- _THE TASK_
In the listing below, locate the line containing "toml::from_str(&contents)" and the line containing "else in it.". Output both of them and every line between, exactly as written, and nothing more.

- _LISTED RECORDS_

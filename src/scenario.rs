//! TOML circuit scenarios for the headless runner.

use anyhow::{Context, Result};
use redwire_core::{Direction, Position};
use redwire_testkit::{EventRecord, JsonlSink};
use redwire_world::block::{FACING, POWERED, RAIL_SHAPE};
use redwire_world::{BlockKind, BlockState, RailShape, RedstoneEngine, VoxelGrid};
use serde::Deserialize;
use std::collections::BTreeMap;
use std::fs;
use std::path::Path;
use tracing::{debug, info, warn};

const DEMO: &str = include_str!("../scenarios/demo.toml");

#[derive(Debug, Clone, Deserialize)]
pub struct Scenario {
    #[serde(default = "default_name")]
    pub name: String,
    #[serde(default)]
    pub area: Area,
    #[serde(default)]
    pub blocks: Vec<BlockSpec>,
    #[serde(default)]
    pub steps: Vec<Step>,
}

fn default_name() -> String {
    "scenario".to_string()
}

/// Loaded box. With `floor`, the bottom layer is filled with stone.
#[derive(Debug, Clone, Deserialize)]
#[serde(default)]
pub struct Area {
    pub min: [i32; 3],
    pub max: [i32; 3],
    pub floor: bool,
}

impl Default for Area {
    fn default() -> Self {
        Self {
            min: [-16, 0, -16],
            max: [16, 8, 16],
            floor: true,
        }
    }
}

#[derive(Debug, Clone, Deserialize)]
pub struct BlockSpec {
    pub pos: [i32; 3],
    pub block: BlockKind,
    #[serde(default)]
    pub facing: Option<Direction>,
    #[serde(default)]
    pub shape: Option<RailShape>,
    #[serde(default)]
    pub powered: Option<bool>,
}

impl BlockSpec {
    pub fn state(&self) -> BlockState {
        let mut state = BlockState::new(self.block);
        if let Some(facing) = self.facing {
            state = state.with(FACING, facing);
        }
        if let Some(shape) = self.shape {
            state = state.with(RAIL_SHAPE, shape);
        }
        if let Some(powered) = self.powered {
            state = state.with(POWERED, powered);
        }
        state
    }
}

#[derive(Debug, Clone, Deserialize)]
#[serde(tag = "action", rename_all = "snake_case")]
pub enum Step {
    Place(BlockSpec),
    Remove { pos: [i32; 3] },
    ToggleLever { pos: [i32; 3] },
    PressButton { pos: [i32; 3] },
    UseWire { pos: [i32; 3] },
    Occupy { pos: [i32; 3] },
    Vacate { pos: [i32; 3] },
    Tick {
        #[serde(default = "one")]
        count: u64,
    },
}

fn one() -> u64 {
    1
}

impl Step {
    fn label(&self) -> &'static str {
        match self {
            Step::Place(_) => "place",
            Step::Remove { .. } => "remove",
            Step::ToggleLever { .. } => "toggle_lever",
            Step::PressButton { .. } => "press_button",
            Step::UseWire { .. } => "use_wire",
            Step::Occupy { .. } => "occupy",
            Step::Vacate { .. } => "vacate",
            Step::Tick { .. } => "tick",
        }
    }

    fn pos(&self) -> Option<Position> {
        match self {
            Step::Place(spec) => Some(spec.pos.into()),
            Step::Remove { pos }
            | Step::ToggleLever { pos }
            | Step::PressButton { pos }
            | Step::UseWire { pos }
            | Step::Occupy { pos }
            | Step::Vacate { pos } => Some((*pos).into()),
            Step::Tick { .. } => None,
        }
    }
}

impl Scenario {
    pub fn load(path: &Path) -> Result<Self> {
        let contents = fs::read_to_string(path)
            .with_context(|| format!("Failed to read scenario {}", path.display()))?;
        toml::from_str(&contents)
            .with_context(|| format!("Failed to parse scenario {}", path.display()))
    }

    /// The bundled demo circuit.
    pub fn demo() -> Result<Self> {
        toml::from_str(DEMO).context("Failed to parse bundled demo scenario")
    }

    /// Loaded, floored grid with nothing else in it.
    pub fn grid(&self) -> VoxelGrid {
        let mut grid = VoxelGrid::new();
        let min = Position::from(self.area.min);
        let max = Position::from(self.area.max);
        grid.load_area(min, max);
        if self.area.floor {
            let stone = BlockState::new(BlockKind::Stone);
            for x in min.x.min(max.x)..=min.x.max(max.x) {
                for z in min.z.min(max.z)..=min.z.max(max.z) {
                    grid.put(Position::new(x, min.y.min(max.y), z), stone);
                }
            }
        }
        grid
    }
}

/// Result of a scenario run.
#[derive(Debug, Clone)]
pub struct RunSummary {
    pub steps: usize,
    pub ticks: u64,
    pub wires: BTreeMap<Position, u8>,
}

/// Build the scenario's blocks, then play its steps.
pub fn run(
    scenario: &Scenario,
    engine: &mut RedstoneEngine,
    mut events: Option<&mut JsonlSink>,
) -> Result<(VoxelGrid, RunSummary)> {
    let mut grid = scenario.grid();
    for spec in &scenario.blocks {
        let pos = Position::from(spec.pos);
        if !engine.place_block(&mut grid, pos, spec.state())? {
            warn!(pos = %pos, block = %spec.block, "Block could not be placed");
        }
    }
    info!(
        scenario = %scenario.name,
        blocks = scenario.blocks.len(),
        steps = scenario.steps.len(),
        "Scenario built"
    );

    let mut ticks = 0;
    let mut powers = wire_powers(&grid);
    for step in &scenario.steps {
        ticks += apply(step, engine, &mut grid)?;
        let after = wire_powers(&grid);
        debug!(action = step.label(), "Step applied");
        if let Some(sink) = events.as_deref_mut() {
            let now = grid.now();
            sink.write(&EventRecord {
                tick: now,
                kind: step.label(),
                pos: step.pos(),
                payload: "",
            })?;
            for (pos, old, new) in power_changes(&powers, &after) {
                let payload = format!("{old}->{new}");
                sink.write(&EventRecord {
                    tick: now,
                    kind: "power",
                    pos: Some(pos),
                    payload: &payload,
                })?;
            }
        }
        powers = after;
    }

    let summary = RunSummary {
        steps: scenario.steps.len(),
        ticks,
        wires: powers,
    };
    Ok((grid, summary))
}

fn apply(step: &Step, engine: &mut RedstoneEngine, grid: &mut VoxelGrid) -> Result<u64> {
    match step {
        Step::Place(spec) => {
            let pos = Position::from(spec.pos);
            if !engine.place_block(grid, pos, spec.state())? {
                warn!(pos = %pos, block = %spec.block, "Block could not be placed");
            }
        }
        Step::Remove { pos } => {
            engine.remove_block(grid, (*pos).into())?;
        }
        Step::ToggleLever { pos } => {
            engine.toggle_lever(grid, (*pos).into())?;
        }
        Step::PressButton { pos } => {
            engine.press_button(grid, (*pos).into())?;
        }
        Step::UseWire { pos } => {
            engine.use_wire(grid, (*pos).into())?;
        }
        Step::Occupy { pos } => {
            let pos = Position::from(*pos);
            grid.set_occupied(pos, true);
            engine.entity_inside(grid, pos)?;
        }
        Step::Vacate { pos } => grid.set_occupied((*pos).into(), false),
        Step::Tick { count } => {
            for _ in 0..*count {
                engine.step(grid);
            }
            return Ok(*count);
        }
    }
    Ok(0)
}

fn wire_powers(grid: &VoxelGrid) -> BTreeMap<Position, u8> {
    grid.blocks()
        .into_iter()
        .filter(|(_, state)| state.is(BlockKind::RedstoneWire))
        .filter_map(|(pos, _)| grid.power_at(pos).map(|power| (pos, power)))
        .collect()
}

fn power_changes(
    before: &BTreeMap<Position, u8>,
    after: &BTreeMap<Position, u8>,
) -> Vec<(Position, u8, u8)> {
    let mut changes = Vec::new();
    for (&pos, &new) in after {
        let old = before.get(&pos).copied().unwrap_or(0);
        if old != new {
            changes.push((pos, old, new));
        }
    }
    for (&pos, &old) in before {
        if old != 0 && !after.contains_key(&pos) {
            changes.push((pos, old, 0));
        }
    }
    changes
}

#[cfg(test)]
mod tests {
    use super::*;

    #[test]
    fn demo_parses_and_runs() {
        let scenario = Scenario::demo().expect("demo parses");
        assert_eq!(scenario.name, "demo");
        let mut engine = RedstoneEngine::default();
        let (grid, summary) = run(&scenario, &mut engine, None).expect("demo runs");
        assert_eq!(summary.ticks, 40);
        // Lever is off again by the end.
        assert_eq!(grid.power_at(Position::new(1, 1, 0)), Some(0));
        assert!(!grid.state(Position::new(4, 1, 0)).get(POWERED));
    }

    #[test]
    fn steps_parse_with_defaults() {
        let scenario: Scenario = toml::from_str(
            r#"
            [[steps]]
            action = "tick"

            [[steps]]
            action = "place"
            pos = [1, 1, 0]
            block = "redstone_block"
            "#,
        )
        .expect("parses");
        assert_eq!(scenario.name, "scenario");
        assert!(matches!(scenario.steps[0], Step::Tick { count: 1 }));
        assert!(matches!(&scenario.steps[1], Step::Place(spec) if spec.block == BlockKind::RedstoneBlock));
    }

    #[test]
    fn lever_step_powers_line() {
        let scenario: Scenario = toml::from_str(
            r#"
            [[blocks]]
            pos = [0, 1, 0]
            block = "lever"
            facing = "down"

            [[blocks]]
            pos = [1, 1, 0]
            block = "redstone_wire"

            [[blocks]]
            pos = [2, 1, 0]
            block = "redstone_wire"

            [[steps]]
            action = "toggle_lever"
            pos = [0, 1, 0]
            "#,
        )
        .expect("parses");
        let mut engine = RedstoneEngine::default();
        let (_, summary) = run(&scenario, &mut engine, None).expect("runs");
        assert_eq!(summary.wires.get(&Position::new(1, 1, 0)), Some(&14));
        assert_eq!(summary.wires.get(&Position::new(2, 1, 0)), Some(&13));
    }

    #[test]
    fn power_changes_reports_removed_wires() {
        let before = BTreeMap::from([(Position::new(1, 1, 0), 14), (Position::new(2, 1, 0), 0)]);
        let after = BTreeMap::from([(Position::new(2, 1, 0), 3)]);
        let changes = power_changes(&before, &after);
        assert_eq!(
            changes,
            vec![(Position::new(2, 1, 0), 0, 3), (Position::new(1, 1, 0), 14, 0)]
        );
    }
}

- _RESULT OF THIS EXERCISE_
        toml::from_str(&contents)
            .with_context(|| format!("Failed to parse scenario {}", path.display()))
    }

    /// The bundled demo circuit.
    pub fn demo() -> Result<Self> {
        toml::from_str(DEMO).context("Failed to parse bundled demo scenario")
    }

    /// Loaded, floored grid with nothing else in it.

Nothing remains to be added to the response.